PROBLEM DETAILS »
The answer must consist of the entries, copied exactly and in full.

BEGIN DATASET ENTRIES

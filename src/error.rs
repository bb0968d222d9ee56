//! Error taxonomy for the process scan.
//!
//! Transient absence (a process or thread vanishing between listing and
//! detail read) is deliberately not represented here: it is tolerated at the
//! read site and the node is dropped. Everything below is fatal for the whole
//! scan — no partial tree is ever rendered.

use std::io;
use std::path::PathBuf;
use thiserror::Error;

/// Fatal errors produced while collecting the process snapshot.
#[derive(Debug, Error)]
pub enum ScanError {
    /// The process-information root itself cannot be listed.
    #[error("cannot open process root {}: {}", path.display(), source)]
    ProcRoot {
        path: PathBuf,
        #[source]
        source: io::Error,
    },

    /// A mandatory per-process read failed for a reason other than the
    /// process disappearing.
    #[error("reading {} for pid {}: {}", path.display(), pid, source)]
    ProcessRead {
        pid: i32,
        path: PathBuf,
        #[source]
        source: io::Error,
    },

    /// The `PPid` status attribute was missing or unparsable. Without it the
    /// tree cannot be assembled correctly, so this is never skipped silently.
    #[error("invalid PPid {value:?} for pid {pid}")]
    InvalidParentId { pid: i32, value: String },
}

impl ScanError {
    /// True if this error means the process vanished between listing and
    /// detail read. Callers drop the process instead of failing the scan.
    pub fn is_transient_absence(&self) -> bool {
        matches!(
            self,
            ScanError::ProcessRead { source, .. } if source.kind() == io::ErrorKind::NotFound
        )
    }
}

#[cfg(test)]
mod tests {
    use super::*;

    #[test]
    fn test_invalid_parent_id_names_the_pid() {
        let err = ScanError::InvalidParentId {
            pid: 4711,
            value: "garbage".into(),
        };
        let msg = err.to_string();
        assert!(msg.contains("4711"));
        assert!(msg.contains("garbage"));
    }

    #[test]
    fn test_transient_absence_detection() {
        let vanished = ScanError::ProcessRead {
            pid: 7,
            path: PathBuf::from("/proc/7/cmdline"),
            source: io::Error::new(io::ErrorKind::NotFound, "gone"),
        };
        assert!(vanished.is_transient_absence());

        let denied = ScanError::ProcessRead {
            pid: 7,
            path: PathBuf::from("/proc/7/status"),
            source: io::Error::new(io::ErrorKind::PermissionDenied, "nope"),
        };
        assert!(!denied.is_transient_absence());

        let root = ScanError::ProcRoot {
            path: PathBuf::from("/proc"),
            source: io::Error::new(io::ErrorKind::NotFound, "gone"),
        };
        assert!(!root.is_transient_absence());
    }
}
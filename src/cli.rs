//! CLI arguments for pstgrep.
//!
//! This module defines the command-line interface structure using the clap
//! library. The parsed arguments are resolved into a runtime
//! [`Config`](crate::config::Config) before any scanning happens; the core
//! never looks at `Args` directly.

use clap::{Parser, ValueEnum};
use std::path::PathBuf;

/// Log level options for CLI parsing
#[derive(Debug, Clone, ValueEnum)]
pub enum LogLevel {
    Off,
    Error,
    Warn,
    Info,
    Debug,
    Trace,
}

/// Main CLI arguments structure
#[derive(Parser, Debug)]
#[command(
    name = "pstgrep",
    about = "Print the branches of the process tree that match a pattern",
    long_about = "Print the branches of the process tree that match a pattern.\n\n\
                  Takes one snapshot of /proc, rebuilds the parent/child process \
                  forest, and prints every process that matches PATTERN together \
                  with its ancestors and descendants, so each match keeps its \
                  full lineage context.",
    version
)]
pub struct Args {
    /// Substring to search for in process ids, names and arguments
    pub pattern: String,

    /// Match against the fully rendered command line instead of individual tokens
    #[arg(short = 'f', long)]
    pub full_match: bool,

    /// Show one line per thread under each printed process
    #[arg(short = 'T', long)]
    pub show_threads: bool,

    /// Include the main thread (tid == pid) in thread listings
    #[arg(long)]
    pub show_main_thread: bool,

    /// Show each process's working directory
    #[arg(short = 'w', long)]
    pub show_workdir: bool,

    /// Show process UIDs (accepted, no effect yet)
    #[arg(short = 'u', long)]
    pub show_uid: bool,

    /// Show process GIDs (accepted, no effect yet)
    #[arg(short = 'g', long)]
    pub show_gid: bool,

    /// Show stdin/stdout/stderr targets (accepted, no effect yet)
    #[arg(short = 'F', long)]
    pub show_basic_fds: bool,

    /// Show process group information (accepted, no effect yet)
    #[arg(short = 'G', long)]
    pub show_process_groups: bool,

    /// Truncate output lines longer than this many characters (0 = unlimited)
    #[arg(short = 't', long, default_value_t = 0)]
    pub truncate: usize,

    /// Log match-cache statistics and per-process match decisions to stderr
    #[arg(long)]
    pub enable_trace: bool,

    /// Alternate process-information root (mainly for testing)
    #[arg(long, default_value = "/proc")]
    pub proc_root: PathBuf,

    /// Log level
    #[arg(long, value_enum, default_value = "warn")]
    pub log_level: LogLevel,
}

END DATASET ENTRIES

SOLUTION TO THIS PROBLEM »
filename src/error.rs
repository bb0968d222d9ee56
//! Error taxonomy for the process scan.
//!
//! Transient absence (a process or thread vanishing between listing and
//! detail read) is deliberately not represented here: it is tolerated at the
//! read site and the node is dropped. Everything below is fatal for the whole
//! scan — no partial tree is ever rendered.

use std::io;
use std::path::PathBuf;
use thiserror::Error;

/// Fatal errors produced while collecting the process snapshot.
#[derive(Debug, Error)]
pub enum ScanError {
    /// The process-information root itself cannot be listed.
    #[error("cannot open process root {}: {}", path.display(), source)]
    ProcRoot {
        path: PathBuf,
        #[source]
        source: io::Error,
    },

    /// A mandatory per-process read failed for a reason other than the
    /// process disappearing.
    #[error("reading {} for pid {}: {}", path.display(), pid, source)]
    ProcessRead {
        pid: i32,
        path: PathBuf,
        #[source]
        source: io::Error,
    },

    /// The `PPid` status attribute was missing or unparsable. Without it the
    /// tree cannot be assembled correctly, so this is never skipped silently.
    #[error("invalid PPid {value:?} for pid {pid}")]
    InvalidParentId { pid: i32, value: String },
}

impl ScanError {
    /// True if this error means the process vanished between listing and
    /// detail read. Callers drop the process instead of failing the scan.
    pub fn is_transient_absence(&self) -> bool {
        matches!(
            self,
            ScanError::ProcessRead { source, .. } if source.kind() == io::ErrorKind::NotFound
        )
    }
}

#[cfg(test)]
mod tests {
    use super::*;

    #[test]
    fn test_invalid_parent_id_names_the_pid() {
        let err = ScanError::InvalidParentId {
            pid: 4711,
            value: "garbage".into(),
        };
        let msg = err.to_string();
        assert!(msg.contains("4711"));
        assert!(msg.contains("garbage"));
    }

    #[test]
    fn test_transient_absence_detection() {
        let vanished = ScanError::ProcessRead {
            pid: 7,
            path: PathBuf::from("/proc/7/cmdline"),
            source: io::Error::new(io::ErrorKind::NotFound, "gone"),
        };
        assert!(vanished.is_transient_absence());

        let denied = ScanError::ProcessRead {
            pid: 7,
            path: PathBuf::from("/proc/7/status"),
            source: io::Error::new(io::ErrorKind::PermissionDenied, "nope"),
        };
        assert!(!denied.is_transient_absence());

        let root = ScanError::ProcRoot {
            path: PathBuf::from("/proc"),
            source: io::Error::new(io::ErrorKind::NotFound, "gone"),
        };
        assert!(!root.is_transient_absence());
    }
}
filename src/cli.rs
//! CLI arguments for pstgrep.
//!
//! This module defines the command-line interface structure using the clap
//! library. The parsed arguments are resolved into a runtime
//! [`Config`](crate::config::Config) before any scanning happens; the core
//! never looks at `Args` directly.

use clap::{Parser, ValueEnum};
use std::path::PathBuf;

/// Log level options for CLI parsing
#[derive(Debug, Clone, ValueEnum)]
pub enum LogLevel {
    Off,
    Error,
    Warn,
    Info,
    Debug,
    Trace,
}

/// Main CLI arguments structure
#[derive(Parser, Debug)]
#[command(
    name = "pstgrep",
    about = "Print the branches of the process tree that match a pattern",
    long_about = "Print the branches of the process tree that match a pattern.\n\n\
                  Takes one snapshot of /proc, rebuilds the parent/child process \
                  forest, and prints every process that matches PATTERN together \
                  with its ancestors and descendants, so each match keeps its \
                  full lineage context.",
    version
)]
pub struct Args {
    /// Substring to search for in process ids, names and arguments
    pub pattern: String,

    /// Match against the fully rendered command line instead of individual tokens
    #[arg(short = 'f', long)]
    pub full_match: bool,

    /// Show one line per thread under each printed process
    #[arg(short = 'T', long)]
    pub show_threads: bool,

    /// Include the main thread (tid == pid) in thread listings
    #[arg(long)]
    pub show_main_thread: bool,

    /// Show each process's working directory
    #[arg(short = 'w', long)]
    pub show_workdir: bool,

    /// Show process UIDs (accepted, no effect yet)
    #[arg(short = 'u', long)]
    pub show_uid: bool,

    /// Show process GIDs (accepted, no effect yet)
    #[arg(short = 'g', long)]
    pub show_gid: bool,

    /// Show stdin/stdout/stderr targets (accepted, no effect yet)
    #[arg(short = 'F', long)]
    pub show_basic_fds: bool,

    /// Show process group information (accepted, no effect yet)
    #[arg(short = 'G', long)]
    pub show_process_groups: bool,

    /// Truncate output lines longer than this many characters (0 = unlimited)
    #[arg(short = 't', long, default_value_t = 0)]
    pub truncate: usize,

    /// Log match-cache statistics and per-process match decisions to stderr
    #[arg(long)]
    pub enable_trace: bool,

    /// Alternate process-information root (mainly for testing)
    #[arg(long, default_value = "/proc")]
    pub proc_root: PathBuf,

    /// Log level
    #[arg(long, value_enum, default_value = "warn")]
    pub log_level: LogLevel,
}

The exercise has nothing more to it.